During the Consumer Electronics Show (CES) 2016 in Las Vegas this past January, Ford announced that it's tripling the size of its self-driving testing to speed up the overall development of its autonomous technology.

Just over two months later, Toyota seems to be following suit. On Wednesday, the Toyota Research Institute (TRI) announced that the 16-member software engineering team from Jaybridge Robotics will be joining TRI's autonomous vehicle development unit at its Cambridge, Mass. headquarters. 

"TRI's mission is to bridge the gap between research and product development in many areas, including artificial intelligence, robotics and autonomous passenger vehicles," TRI CEO Gill Pratt said, as part of the automaker's press release statement Wednesday. "The 16-member Jaybridge team brings decades of experience developing, testing, and supporting autonomous vehicle products which perfectly complements the world-class research team at TRI."

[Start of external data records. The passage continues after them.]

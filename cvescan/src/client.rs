use anyhow::{Context, Result, bail};
use async_trait::async_trait;
use serde::{Deserialize, Serialize};
use tracing::instrument;

use crate::package::PackageCoordinate;

pub const DEFAULT_BASE_URL: &str = "https://sbom.test.osinfra.cn";

/// One raw vulnerability record as returned by the CVE Manager service.
/// Kept verbatim; normalization happens later in the provider.
#[derive(Debug, Clone, PartialEq, Deserialize)]
#[serde(rename_all = "camelCase")]
pub struct ComponentVulnerability {
    pub purl: String,
    pub cve_num: String,
    pub cve_url: String,
    #[serde(default)]
    pub cvss2_vector: Option<String>,
    #[serde(default)]
    pub cvss2_score: Option<f64>,
    #[serde(default)]
    pub cvss3_vector: Option<String>,
    #[serde(default)]
    pub cvss3_score: Option<f64>,
}

#[derive(Serialize)]
struct ComponentReportRequest<'a> {
    components: &'a [PackageCoordinate],
}

#[derive(Deserialize)]
struct ComponentReport {
    #[serde(default)]
    data: Vec<ComponentVulnerability>,
}

/// Query capability for one batch of coordinates. The provider depends on
/// this seam so tests can substitute a stub service for the live client.
#[async_trait]
pub trait ComponentReportApi: Send + Sync {
    async fn component_report(
        &self,
        coordinates: &[PackageCoordinate],
    ) -> Result<Vec<ComponentVulnerability>>;
}

#[derive(Clone)]
pub struct CveManagerClient {
    client: reqwest::Client,
    base_url: String,
}

impl CveManagerClient {
    pub fn new(base_url: impl Into<String>) -> Self {
        Self {
            client: reqwest::Client::builder()
                .user_agent("cvescan")
                .build()
                .expect("failed to build HTTP client"),
            base_url: base_url.into(),
        }
    }

    fn report_url(&self) -> String {
        format!("{}/componentReport", self.base_url.trim_end_matches('/'))
    }
}

#[async_trait]
impl ComponentReportApi for CveManagerClient {
    #[instrument(skip(self, coordinates), fields(batch = coordinates.len()))]
    async fn component_report(
        &self,
        coordinates: &[PackageCoordinate],
    ) -> Result<Vec<ComponentVulnerability>> {
        let url = self.report_url();
        let body = ComponentReportRequest {
            components: coordinates,
        };

        let response = self
            .client
            .post(&url)
            .json(&body)
            .send()
            .await
            .with_context(|| format!("request to {url} failed"))?;

        let status = response.status();
        if !status.is_success() {
            bail!("{url} returned HTTP {status}");
        }

        let report: ComponentReport = response
            .json()
            .await
            .with_context(|| format!("failed to parse component report from {url}"))?;

        Ok(report.data)
    }
}
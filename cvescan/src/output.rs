use std::collections::HashMap;

use serde::Serialize;

use crate::advisory::AdvisorResult;
use crate::package::Package;

#[derive(Serialize)]
pub struct PackageReport {
    pub package: Package,
    pub results: Vec<AdvisorResult>,
}

/// Flatten the result mapping into report entries, in input-package order.
/// Packages the service returned nothing for are omitted, mirroring the
/// mapping itself.
pub fn report_entries(
    packages: &[Package],
    mut results: HashMap<Package, Vec<AdvisorResult>>,
) -> Vec<PackageReport> {
    packages
        .iter()
        .filter_map(|package| {
            let results = results.remove(package)?;
            Some(PackageReport {
                package: package.clone(),
                results,
            })
        })
        .collect()
}

pub trait OutputFormatter {
    fn write_results(
        &self,
        entries: &[PackageReport],
        writer: &mut dyn std::io::Write,
    ) -> std::io::Result<()>;
}

pub struct TextOutput;

impl OutputFormatter for TextOutput {
    fn write_results(
        &self,
        entries: &[PackageReport],
        writer: &mut dyn std::io::Write,
    ) -> std::io::Result<()> {
        for entry in entries {
            writeln!(writer, "{}", entry.package)?;
            for result in &entry.results {
                match result {
                    AdvisorResult::Findings {
                        vulnerabilities, ..
                    } => {
                        if vulnerabilities.is_empty() {
                            writeln!(writer, "  vulnerabilities: none")?;
                        }
                        for vulnerability in vulnerabilities {
                            writeln!(writer, "  {vulnerability}")?;
                        }
                    }
                    AdvisorResult::Failed { summary, message } => {
                        writeln!(
                            writer,
                            "  failed: {message} ({} .. {})",
                            summary.start_time, summary.end_time
                        )?;
                    }
                }
            }
        }
        Ok(())
    }
}

pub struct JsonOutput;

impl OutputFormatter for JsonOutput {
    fn write_results(
        &self,
        entries: &[PackageReport],
        writer: &mut dyn std::io::Write,
    ) -> std::io::Result<()> {
        serde_json::to_writer_pretty(&mut *writer, entries)?;
        writeln!(writer)?;
        Ok(())
    }
}

pub fn formatter(json: bool) -> Box<dyn OutputFormatter> {
    if json {
        Box::new(JsonOutput)
    } else {
        Box::new(TextOutput)
    }
}
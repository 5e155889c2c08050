use async_trait::async_trait;
use chrono::{DateTime, Utc};

use crate::domain::errors::DomainResult;
use crate::domain::models::{IssueDraft, IssueEdit, IssueQuery, IssueSnapshot, IssueState};

/// Issue operations against the workspace repository.
#[async_trait]
pub trait IssueTracker: Send + Sync {
    /// Fetch one issue by number.
    async fn get_issue(&self, number: u64) -> DomainResult<IssueSnapshot>;

    /// List issues matching the query. Pull requests are never returned.
    async fn list_issues(&self, query: &IssueQuery) -> DomainResult<Vec<IssueSnapshot>>;

    /// Create an issue and return it as stored.
    async fn create_issue(&self, draft: &IssueDraft) -> DomainResult<IssueSnapshot>;

    /// Apply a partial edit and return the issue as stored.
    async fn edit_issue(&self, number: u64, edit: &IssueEdit) -> DomainResult<IssueSnapshot>;

    /// Post a comment on an issue.
    async fn post_comment(&self, number: u64, body: &str) -> DomainResult<()>;

    /// When `label` was most recently applied to the issue, if ever.
    async fn label_applied_at(
        &self,
        number: u64,
        label: &str,
    ) -> DomainResult<Option<DateTime<Utc>>>;

    /// Count open issues assigned to `login` that carry every label in `labels`.
    async fn count_open_assigned(&self, login: &str, labels: &[String]) -> DomainResult<usize> {
        let query = IssueQuery {
            labels: labels.to_vec(),
            assignee: Some(login.to_string()),
            state: IssueState::Open,
        };
        Ok(self.list_issues(&query).await?.len())
    }
}
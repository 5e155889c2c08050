//! Feedback template rendering.
//!
//! | Placeholder   | Rendered as                       |
//! |---------------|-----------------------------------|
//! | `@commenter`  | `@<login>`                        |
//! | `@count`      | configured limit                  |
//! | `@reset-date` | `` `YYYY-MM-DD` ``                |
//! | `@req-id`     | `` `<uuid>` ``                    |
//! | `@assignees`  | `@a, @b ` (last entry, then space) |
//!
//! Placeholders without a value in the context are left as written.

use chrono::NaiveDate;
use uuid::Uuid;

const PLACEHOLDERS: [&str; 5] = [
    "@commenter",
    "@count",
    "@reset-date",
    "@req-id",
    "@assignees",
];

/// Values available to a feedback template.
#[derive(Debug, Clone, Default)]
pub struct FeedbackContext {
    pub login: String,
    pub count: Option<u32>,
    pub reset_date: Option<NaiveDate>,
    pub request_id: Option<Uuid>,
    pub assignees: Vec<String>,
}

impl FeedbackContext {
    pub fn for_actor(login: impl Into<String>) -> Self {
        Self {
            login: login.into(),
            ..Default::default()
        }
    }

    /// Render a template. Blank templates render to `None`.
    pub fn render(&self, template: &str) -> Option<String> {
        if template.trim().is_empty() {
            return None;
        }

        // Single pass, so substituted logins are never re-expanded.
        let mut out = String::with_capacity(template.len());
        let mut rest = template;
        while let Some(pos) = rest.find('@') {
            out.push_str(&rest[..pos]);
            let tail = &rest[pos..];
            if let Some((value, consumed)) = self.substitute(tail) {
                out.push_str(&value);
                rest = &tail[consumed..];
            } else {
                out.push('@');
                rest = &tail[1..];
            }
        }
        out.push_str(rest);
        Some(out)
    }

    fn substitute(&self, tail: &str) -> Option<(String, usize)> {
        let placeholder = PLACEHOLDERS.iter().find(|p| tail.starts_with(*p))?;
        let value = match *placeholder {
            "@commenter" => format!("@{}", self.login),
            "@count" => self.count?.to_string(),
            "@reset-date" => format!("`{}`", self.reset_date?.format("%Y-%m-%d")),
            "@req-id" => format!("`{}`", self.request_id?),
            _ => mention_list(&self.assignees),
        };
        Some((value, placeholder.len()))
    }

    /// Render an optional template.
    pub fn render_opt(&self, template: Option<&String>) -> Option<String> {
        template.and_then(|t| self.render(t))
    }
}

/// `@a, @b ` for `[a, b]`; empty for no logins.
pub fn mention_list(logins: &[String]) -> String {
    let mut out = String::new();
    for (i, login) in logins.iter().enumerate() {
        out.push('@');
        out.push_str(login);
        out.push_str(if i + 1 == logins.len() { " " } else { ", " });
    }
    out
}
use std::collections::BTreeMap;
use std::path::{Path, PathBuf};

use chrono::NaiveTime;
use serde::de::DeserializeOwned;
use serde::Deserialize;
use thiserror::Error;

use super::documents::{
    CommentActionDoc, DocumentKind, IncludeDoc, IssueCommentSpec, IssueCreateSpec, JobSpec,
    RawDocument, RepositorySpec,
};
use crate::domain::errors::DomainError;
use crate::domain::models::{
    Action, ActorToken, CapacityLimit, Conditions, Detection, Flow, IncludeRule, IncludeSet,
    IssueState, Job, JobAction, RepoRef, RepositorySettings, RuleBook, SourceRepo, TitlePolicy,
    TrackingSettings, TranslateRepo,
};

/// Configuration error types
#[derive(Error, Debug)]
pub enum ConfigError {
    #[error("Failed to read {path}: {source}")]
    Io {
        path: PathBuf,
        #[source]
        source: std::io::Error,
    },

    #[error("Document {index} is not valid YAML: {source}")]
    Yaml {
        index: usize,
        #[source]
        source: serde_yaml::Error,
    },

    #[error("Invalid {kind} document '{name}': {source}")]
    Document {
        kind: String,
        name: String,
        #[source]
        source: serde_yaml::Error,
    },

    #[error("A Repository document is required")]
    MissingRepository,

    #[error("Only one {0} document is allowed")]
    Duplicate(&'static str),

    #[error("Invalid instruction '{0}': must start with '/' and contain no whitespace")]
    InvalidInstruction(String),

    #[error("Instruction '{0}' is defined more than once")]
    DuplicateInstruction(String),

    #[error("Rule '{0}': all-assignees can only be removed, not added")]
    AllAssigneesAdded(String),

    #[error("Invalid detection time '{0}': expected HH:MM")]
    InvalidTime(String),

    #[error("Invalid log level: {0}. Must be one of: trace, debug, info, warn, error")]
    InvalidLogLevel(String),

    #[error("Invalid settings: {0}")]
    Settings(#[from] Box<figment::Error>),

    #[error("Configuration validation failed: {0}")]
    ValidationFailed(String),
}

impl From<ConfigError> for DomainError {
    fn from(err: ConfigError) -> Self {
        Self::Configuration(err.to_string())
    }
}

/// Loads the multi-document rule file into a validated [`RuleBook`].
pub struct RuleLoader;

impl RuleLoader {
    /// Load rules from a file on disk.
    pub fn load_file(path: impl AsRef<Path>) -> Result<RuleBook, ConfigError> {
        let path = path.as_ref();
        let text = std::fs::read_to_string(path).map_err(|source| ConfigError::Io {
            path: path.to_path_buf(),
            source,
        })?;
        let rules = Self::load_str(&text)?;
        tracing::info!(
            path = %path.display(),
            flows = rules.flows.len(),
            jobs = rules.jobs.len(),
            "rules loaded"
        );
        Ok(rules)
    }

    /// Load rules from YAML text holding one or more `---`-separated documents.
    pub fn load_str(text: &str) -> Result<RuleBook, ConfigError> {
        let mut repository: Option<RepositorySettings> = None;
        let mut tracking: Option<TrackingSettings> = None;
        let mut flows: BTreeMap<String, Flow> = BTreeMap::new();
        let mut jobs = Vec::new();

        for (index, document) in serde_yaml::Deserializer::from_str(text).enumerate() {
            let value = serde_yaml::Value::deserialize(document)
                .map_err(|source| ConfigError::Yaml { index, source })?;
            if value.is_null() {
                continue;
            }
            let raw: RawDocument =
                serde_yaml::from_value(value).map_err(|source| ConfigError::Yaml { index, source })?;

            let Some(kind) = DocumentKind::parse(&raw.kind) else {
                tracing::warn!(kind = %raw.kind, name = %raw.metadata.name, "skipping document of unknown kind");
                continue;
            };
            match kind {
                DocumentKind::Repository => {
                    if repository.is_some() {
                        return Err(ConfigError::Duplicate("Repository"));
                    }
                    repository = Some(resolve_repository(decode(&raw)?)?);
                }
                DocumentKind::IssueCreate => {
                    if tracking.is_some() {
                        return Err(ConfigError::Duplicate("IssueCreate"));
                    }
                    tracking = Some(resolve_tracking(decode(&raw)?));
                }
                DocumentKind::IssueComment => {
                    let flow = resolve_flow(&raw.metadata.name, decode(&raw)?)?;
                    if flows.contains_key(&flow.instruct) {
                        return Err(ConfigError::DuplicateInstruction(flow.instruct));
                    }
                    flows.insert(flow.instruct.clone(), flow);
                }
                DocumentKind::Job => jobs.push(resolve_job(&raw.metadata.name, decode(&raw)?)?),
            }
        }

        let repository = repository.ok_or(ConfigError::MissingRepository)?;
        let detection = &repository.detection;
        if detection.enabled {
            if detection.pointer_issue.is_none() {
                return Err(ConfigError::ValidationFailed(
                    "detection.enable requires detection.pointer_issue".to_string(),
                ));
            }
            if tracking.is_none() {
                return Err(ConfigError::ValidationFailed(
                    "detection.enable requires an IssueCreate document".to_string(),
                ));
            }
        }

        Ok(RuleBook {
            repository,
            tracking,
            flows,
            jobs,
        })
    }
}

fn decode<T: DeserializeOwned>(raw: &RawDocument) -> Result<T, ConfigError> {
    serde_yaml::from_value(raw.spec.clone()).map_err(|source| ConfigError::Document {
        kind: raw.kind.clone(),
        name: raw.metadata.name.clone(),
        source,
    })
}

fn parse_at(at: &str) -> Result<NaiveTime, ConfigError> {
    NaiveTime::parse_from_str(at.trim(), "%H:%M").map_err(|_| ConfigError::InvalidTime(at.to_string()))
}

fn resolve_repository(spec: RepositorySpec) -> Result<RepositorySettings, ConfigError> {
    let detection = Detection {
        enabled: spec.detection.enable,
        at: parse_at(&spec.detection.at)?,
        pointer_issue: spec.detection.pointer_issue,
        needs_review_labels: spec.detection.needs_review_labels,
    };
    Ok(RepositorySettings {
        workspace: RepoRef::new(spec.workspace.owner, spec.workspace.repository),
        source: SourceRepo {
            repo: RepoRef::new(spec.source.owner, spec.source.repository),
            branch: spec.source.branch,
            site: spec.source.site,
            remove_prefix: spec.source.remove_prefix,
        },
        translate: spec.translate.map(|t| TranslateRepo {
            repo: RepoRef::new(t.owner, t.repository),
            branch: t.branch,
            site: t.site,
            replace_from: t.replace_from,
            replace_to: t.replace_to,
        }),
        maintainer_team: spec.maintainer_team.filter(|t| !t.is_empty()),
        detection,
    })
}

fn resolve_include(doc: IncludeDoc) -> IncludeRule {
    IncludeRule {
        path: doc.path,
        title: doc.title,
        labels: doc.labels,
        suffixes: doc.suffixes,
        excludes: doc.exclude.into_iter().map(resolve_include).collect(),
    }
}

fn resolve_tracking(spec: IssueCreateSpec) -> TrackingSettings {
    TrackingSettings {
        labels: spec.labels,
        assignees: spec.assignees,
        milestone: spec.milestone,
        includes: IncludeSet {
            rules: spec.includes.into_iter().map(resolve_include).collect(),
            policy: TitlePolicy {
                grouping: spec.grouping,
                skip: spec.title_skip,
                index_title: spec.index_title,
            },
        },
    }
}

fn resolve_action(name: &str, doc: CommentActionDoc) -> Result<Action, ConfigError> {
    if doc.add_assignees.contains(&ActorToken::AllAssignees) {
        return Err(ConfigError::AllAssigneesAdded(name.to_string()));
    }
    let capacity = doc
        .add_labels_limit
        .filter(|limit| *limit > 0)
        .map(|limit| CapacityLimit {
            limit,
            feedback: doc.limit_feedback.clone(),
        });
    Ok(Action {
        add_labels: doc.add_labels,
        capacity,
        remove_labels: doc.remove_labels,
        add_assignees: doc.add_assignees,
        remove_assignees: doc.remove_assignees,
        state: doc.state.unwrap_or(IssueState::Open),
        success_feedback: doc.success_feedback,
    })
}

fn resolve_flow(name: &str, spec: IssueCommentSpec) -> Result<Flow, ConfigError> {
    let instruct = spec.rules.instruct.trim().to_string();
    if !instruct.starts_with('/') || instruct.len() < 2 || instruct.contains(char::is_whitespace)
    {
        return Err(ConfigError::InvalidInstruction(instruct));
    }
    if spec.rules.permissions.is_empty() {
        tracing::warn!(instruction = %instruct, "no permissions configured, instruction is always rejected");
    }
    Ok(Flow {
        name: name.to_string(),
        conditions: Conditions {
            permissions: spec.rules.permissions,
            labels: spec.rules.labels,
            assignees: spec.rules.assignees,
            permission_feedback: spec.rules.permission_feedback,
            label_feedback: spec.rules.label_feedback,
            assignee_feedback: spec.rules.assignee_feedback,
        },
        action: resolve_action(name, spec.action)?,
        instruct,
    })
}

fn resolve_job(name: &str, spec: JobSpec) -> Result<Job, ConfigError> {
    if spec.rules.labels.is_empty() {
        return Err(ConfigError::ValidationFailed(format!(
            "job '{name}' must watch at least one label"
        )));
    }
    Ok(Job {
        name: name.to_string(),
        labels: spec.rules.labels,
        in_days: spec.rules.in_days,
        action: JobAction {
            add_labels: spec.action.add_labels,
            remove_labels: spec.action.remove_labels,
            remove_assignees: spec.action.remove_assignees,
            state: spec.action.state,
            reset_in_days: spec.action.reset_in_days,
            feedback: spec.action.feedback,
        },
    })
}
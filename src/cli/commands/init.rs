//! `issue-shepherd init`: seed tracking issues from the upstream tree.

use anyhow::{Context, Result};

use crate::cli::output::{output, CommandOutput};
use crate::cli::types::GlobalArgs;
use crate::infrastructure::config::Settings;
use crate::services::InitReport;

impl CommandOutput for InitReport {
    fn to_human(&self) -> String {
        let mut lines = vec![
            format!("Scanned {} upstream path(s), {} tracked.", self.paths, self.tracked),
            format!(
                "Issues: {} created, {} updated, {} already complete, {} failed.",
                self.dispatched.created, self.dispatched.updated, self.unchanged, self.dispatched.failed
            ),
        ];
        if let Some(pointer) = &self.pointer {
            lines.push(format!("Pointer set to #{}.", pointer.number));
        }
        lines.join("\n")
    }
}

pub async fn execute(global: &GlobalArgs, settings: &Settings) -> Result<()> {
    let shepherd = super::connect(global, settings)?;
    let report = shepherd.initialize().await.context("Initialization failed")?;
    output(&report, global.json);
    Ok(())
}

Jaybridge is equally excited about the challenge in helping TRI achieve its autonomous driving goals, even if it means stepping out of its normal comfort zone of expertise.

"Where Jaybridge has historically limited its focus to industrial applications such as agriculture and mining, TRI is going after the big one — helping to reduce the nearly 1.25 million traffic fatalities each year, worldwide," the company's CEO Jeremy Brown said. "We couldn't be more excited."

During CES 2016, Pratt told Tech Times that, while he expects accelerated improvements in the development of both driver-assistance features and self-driving vehicles, he doesn't expect fully-autonomous cars to be ready for 2020, the year that several automakers have targeted.

"I am skeptical that we will be done with both in four years," Pratt said back in early January. "That's a very short time and we have a long way to go [with the full development of autonomous cars]. And again, just because we are 90, 95 percent of the way there doesn't mean if you've been climbing a mountain and you've been walking through the foothills — and that's 95 percent of the miles you have to go — that the last five percent when you have to climb up to the peak ... that's the hard part. It's going to take us a lot longer to get up the rest of the way of the peak than it has been the easy part."

Well, perhaps the assistance from Jaybridge Robotics can help push TRI over the top a little faster.